Extracted data:

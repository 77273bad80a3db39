//! Builds the metadata payload that accompanies a submission.

use crate::config::JournalConfig;
use crate::model::{ArticleRecord, IssueRecord, JournalRecord, SubmissionMetadata};
use once_cell::sync::Lazy;
use regex::Regex;
use std::path::Path;

static TAG: Lazy<Regex> = Lazy::new(|| Regex::new(r"<[^>]*>").expect("static regex"));

/// Header image names looked up in the journal css folder, in order.
pub const HEADER_IMAGE_NAMES: &[&str] = &["article_header.jpg", "article_header.png"];

/// Remove HTML tags, keeping their text content.
pub fn strip_tags(html: &str) -> String {
    TAG.replace_all(html, "").trim().to_string()
}

/// First header image present in `css_dir`.
pub fn find_header_image(css_dir: &Path) -> Option<&'static str> {
    HEADER_IMAGE_NAMES
        .iter()
        .copied()
        .find(|name| css_dir.join(name).is_file())
}

/// Assemble the submission payload for one article.
///
/// Issue details are only sent once the issue is published. The header
/// image URL is only sent when the image exists and the journal has a
/// public css URL.
pub fn build_metadata(
    article: &ArticleRecord,
    journal: &JournalRecord,
    issue: Option<&IssueRecord>,
    config: &JournalConfig,
    css_dir: &Path,
) -> SubmissionMetadata {
    let css_header_image_url = config.css_base_url.as_deref().and_then(|base| {
        find_header_image(css_dir).map(|name| {
            if base.ends_with('/') {
                format!("{base}{name}")
            } else {
                format!("{base}/{name}")
            }
        })
    });

    let published = issue.filter(|i| i.published);

    SubmissionMetadata {
        title: article.title.clone(),
        authors: article.authors.iter().map(Into::into).collect(),
        journal_id: journal.id,
        article_id: article.id,
        publication_name: journal.title.clone(),
        copyright: strip_tags(&journal.copyright_notice),
        publisher: strip_tags(&journal.publisher_note),
        rights: strip_tags(&journal.open_access_policy),
        eissn: journal.online_issn.clone(),
        issn: journal.print_issn.clone(),
        doi: article.doi.clone(),
        csl_style: config.csl_style.clone(),
        css_header_image_url,
        number: published.and_then(|i| i.number.clone()),
        volume: published.and_then(|i| i.volume),
        year: published.and_then(|i| i.year),
        publication_date: published.and_then(|i| i.date_published),
        review_version: config.review_version,
    }
}

#[cfg(test)]
mod tests {
    use super::*;
    use crate::model::{ArticleId, HostAuthor, IssueId, JournalId};
    use chrono::{TimeZone, Utc};

    fn article() -> ArticleRecord {
        ArticleRecord {
            id: ArticleId(9),
            journal_id: JournalId(2),
            title: "Rust in Publishing".into(),
            authors: vec![HostAuthor {
                first_name: "Grace".into(),
                last_name: "Hopper".into(),
                sequence: 1,
                biography: Some("bio".into()),
                ..Default::default()
            }],
            doi: Some("10.1234/abc".into()),
        }
    }

    fn journal() -> JournalRecord {
        JournalRecord {
            id: JournalId(2),
            title: "Journal of Things".into(),
            copyright_notice: "<p>Copyright <b>Authors</b></p>".into(),
            publisher_note: "Published by <i>Press</i>".into(),
            open_access_policy: "<div>Open</div>".into(),
            online_issn: Some("1234-5678".into()),
            print_issn: None,
        }
    }

    fn issue(published: bool) -> IssueRecord {
        IssueRecord {
            id: IssueId(1),
            number: Some("3".into()),
            volume: Some(12),
            year: Some(2024),
            date_published: Some(Utc.with_ymd_and_hms(2024, 5, 1, 0, 0, 0).unwrap()),
            published,
        }
    }

    #[test]
    fn strips_tags() {
        assert_eq!(strip_tags("<p>Hello <b>world</b></p>"), "Hello world");
        assert_eq!(strip_tags("plain"), "plain");
        assert_eq!(strip_tags(""), "");
    }

    #[test]
    fn notices_are_plain_text() {
        let dir = tempfile::tempdir().unwrap();
        let config = JournalConfig::default();
        let m = build_metadata(&article(), &journal(), None, &config, dir.path());
        assert_eq!(m.copyright, "Copyright Authors");
        assert_eq!(m.publisher, "Published by Press");
        assert_eq!(m.rights, "Open");
        assert_eq!(m.eissn.as_deref(), Some("1234-5678"));
        assert_eq!(m.csl_style, "chicago-author-date.csl");
        assert_eq!(m.authors.len(), 1);
    }

    #[test]
    fn issue_fields_only_when_published() {
        let dir = tempfile::tempdir().unwrap();
        let config = JournalConfig::default();
        let unpublished = issue(false);
        let m = build_metadata(&article(), &journal(), Some(&unpublished), &config, dir.path());
        assert!(m.volume.is_none());
        assert!(m.publication_date.is_none());

        let published = issue(true);
        let m = build_metadata(&article(), &journal(), Some(&published), &config, dir.path());
        assert_eq!(m.volume, Some(12));
        assert_eq!(m.number.as_deref(), Some("3"));
        assert_eq!(m.year, Some(2024));
    }

    #[test]
    fn header_image_url_when_present() {
        let dir = tempfile::tempdir().unwrap();
        std::fs::write(dir.path().join("article_header.png"), b"png").unwrap();
        let config = JournalConfig::builder()
            .css_base_url("https://journal.example.org/css")
            .build()
            .unwrap();
        let m = build_metadata(&article(), &journal(), None, &config, dir.path());
        assert_eq!(
            m.css_header_image_url.as_deref(),
            Some("https://journal.example.org/css/article_header.png")
        );

        let none = build_metadata(&article(), &journal(), None, &JournalConfig::default(), dir.path());
        assert!(none.css_header_image_url.is_none());
    }

    #[test]
    fn review_flag_serialised_only_when_set() {
        let dir = tempfile::tempdir().unwrap();
        let m = build_metadata(&article(), &journal(), None, &JournalConfig::default(), dir.path());
        let v = serde_json::to_value(&m).unwrap();
        assert!(v.get("reviewVersion").is_none());

        let config = JournalConfig::builder().review_version(true).build().unwrap();
        let m = build_metadata(&article(), &journal(), None, &config, dir.path());
        let v = serde_json::to_value(&m).unwrap();
        assert_eq!(v["reviewVersion"], true);
        assert_eq!(v["DOI"], "10.1234/abc");
    }
}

What you should do:
Your task is to transcribe each record faithfully and in full.

Response box:
repository 77273bad80a3db39
//! Builds the metadata payload that accompanies a submission.

use crate::config::JournalConfig;
use crate::model::{ArticleRecord, IssueRecord, JournalRecord, SubmissionMetadata};
use once_cell::sync::Lazy;
use regex::Regex;
use std::path::Path;

static TAG: Lazy<Regex> = Lazy::new(|| Regex::new(r"<[^>]*>").expect("static regex"));

/// Header image names looked up in the journal css folder, in order.
pub const HEADER_IMAGE_NAMES: &[&str] = &["article_header.jpg", "article_header.png"];

/// Remove HTML tags, keeping their text content.
pub fn strip_tags(html: &str) -> String {
    TAG.replace_all(html, "").trim().to_string()
}

/// First header image present in `css_dir`.
pub fn find_header_image(css_dir: &Path) -> Option<&'static str> {
    HEADER_IMAGE_NAMES
        .iter()
        .copied()
        .find(|name| css_dir.join(name).is_file())
}

/// Assemble the submission payload for one article.
///
/// Issue details are only sent once the issue is published. The header
/// image URL is only sent when the image exists and the journal has a
/// public css URL.
pub fn build_metadata(
    article: &ArticleRecord,
    journal: &JournalRecord,
    issue: Option<&IssueRecord>,
    config: &JournalConfig,
    css_dir: &Path,
) -> SubmissionMetadata {
    let css_header_image_url = config.css_base_url.as_deref().and_then(|base| {
        find_header_image(css_dir).map(|name| {
            if base.ends_with('/') {
                format!("{base}{name}")
            } else {
                format!("{base}/{name}")
            }
        })
    });

    let published = issue.filter(|i| i.published);

    SubmissionMetadata {
        title: article.title.clone(),
        authors: article.authors.iter().map(Into::into).collect(),
        journal_id: journal.id,
        article_id: article.id,
        publication_name: journal.title.clone(),
        copyright: strip_tags(&journal.copyright_notice),
        publisher: strip_tags(&journal.publisher_note),
        rights: strip_tags(&journal.open_access_policy),
        eissn: journal.online_issn.clone(),
        issn: journal.print_issn.clone(),
        doi: article.doi.clone(),
        csl_style: config.csl_style.clone(),
        css_header_image_url,
        number: published.and_then(|i| i.number.clone()),
        volume: published.and_then(|i| i.volume),
        year: published.and_then(|i| i.year),
        publication_date: published.and_then(|i| i.date_published),
        review_version: config.review_version,
    }
}

#[cfg(test)]
mod tests {
    use super::*;
    use crate::model::{ArticleId, HostAuthor, IssueId, JournalId};
    use chrono::{TimeZone, Utc};

    fn article() -> ArticleRecord {
        ArticleRecord {
            id: ArticleId(9),
            journal_id: JournalId(2),
            title: "Rust in Publishing".into(),
            authors: vec![HostAuthor {
                first_name: "Grace".into(),
                last_name: "Hopper".into(),
                sequence: 1,
                biography: Some("bio".into()),
                ..Default::default()
            }],
            doi: Some("10.1234/abc".into()),
        }
    }

    fn journal() -> JournalRecord {
        JournalRecord {
            id: JournalId(2),
            title: "Journal of Things".into(),
            copyright_notice: "<p>Copyright <b>Authors</b></p>".into(),
            publisher_note: "Published by <i>Press</i>".into(),
            open_access_policy: "<div>Open</div>".into(),
            online_issn: Some("1234-5678".into()),
            print_issn: None,
        }
    }

    fn issue(published: bool) -> IssueRecord {
        IssueRecord {
            id: IssueId(1),
            number: Some("3".into()),
            volume: Some(12),
            year: Some(2024),
            date_published: Some(Utc.with_ymd_and_hms(2024, 5, 1, 0, 0, 0).unwrap()),
            published,
        }
    }

    #[test]
    fn strips_tags() {
        assert_eq!(strip_tags("<p>Hello <b>world</b></p>"), "Hello world");
        assert_eq!(strip_tags("plain"), "plain");
        assert_eq!(strip_tags(""), "");
    }

    #[test]
    fn notices_are_plain_text() {
        let dir = tempfile::tempdir().unwrap();
        let config = JournalConfig::default();
        let m = build_metadata(&article(), &journal(), None, &config, dir.path());
        assert_eq!(m.copyright, "Copyright Authors");
        assert_eq!(m.publisher, "Published by Press");
        assert_eq!(m.rights, "Open");
        assert_eq!(m.eissn.as_deref(), Some("1234-5678"));
        assert_eq!(m.csl_style, "chicago-author-date.csl");
        assert_eq!(m.authors.len(), 1);
    }

    #[test]
    fn issue_fields_only_when_published() {
        let dir = tempfile::tempdir().unwrap();
        let config = JournalConfig::default();
        let unpublished = issue(false);
        let m = build_metadata(&article(), &journal(), Some(&unpublished), &config, dir.path());
        assert!(m.volume.is_none());
        assert!(m.publication_date.is_none());

        let published = issue(true);
        let m = build_metadata(&article(), &journal(), Some(&published), &config, dir.path());
        assert_eq!(m.volume, Some(12));
        assert_eq!(m.number.as_deref(), Some("3"));
        assert_eq!(m.year, Some(2024));
    }

    #[test]
    fn header_image_url_when_present() {
        let dir = tempfile::tempdir().unwrap();
        std::fs::write(dir.path().join("article_header.png"), b"png").unwrap();
        let config = JournalConfig::builder()
            .css_base_url("https://journal.example.org/css")
            .build()
            .unwrap();
        let m = build_metadata(&article(), &journal(), None, &config, dir.path());
        assert_eq!(
            m.css_header_image_url.as_deref(),
            Some("https://journal.example.org/css/article_header.png")
        );

        let none = build_metadata(&article(), &journal(), None, &JournalConfig::default(), dir.path());
        assert!(none.css_header_image_url.is_none());
    }

    #[test]
    fn review_flag_serialised_only_when_set() {
        let dir = tempfile::tempdir().unwrap();
        let m = build_metadata(&article(), &journal(), None, &JournalConfig::default(), dir.path());
        let v = serde_json::to_value(&m).unwrap();
        assert!(v.get("reviewVersion").is_none());

        let config = JournalConfig::builder().review_version(true).build().unwrap();
        let m = build_metadata(&article(), &journal(), None, &config, dir.path());
        let v = serde_json::to_value(&m).unwrap();
        assert_eq!(v["reviewVersion"], true);
        assert_eq!(v["DOI"], "10.1234/abc");
    }
}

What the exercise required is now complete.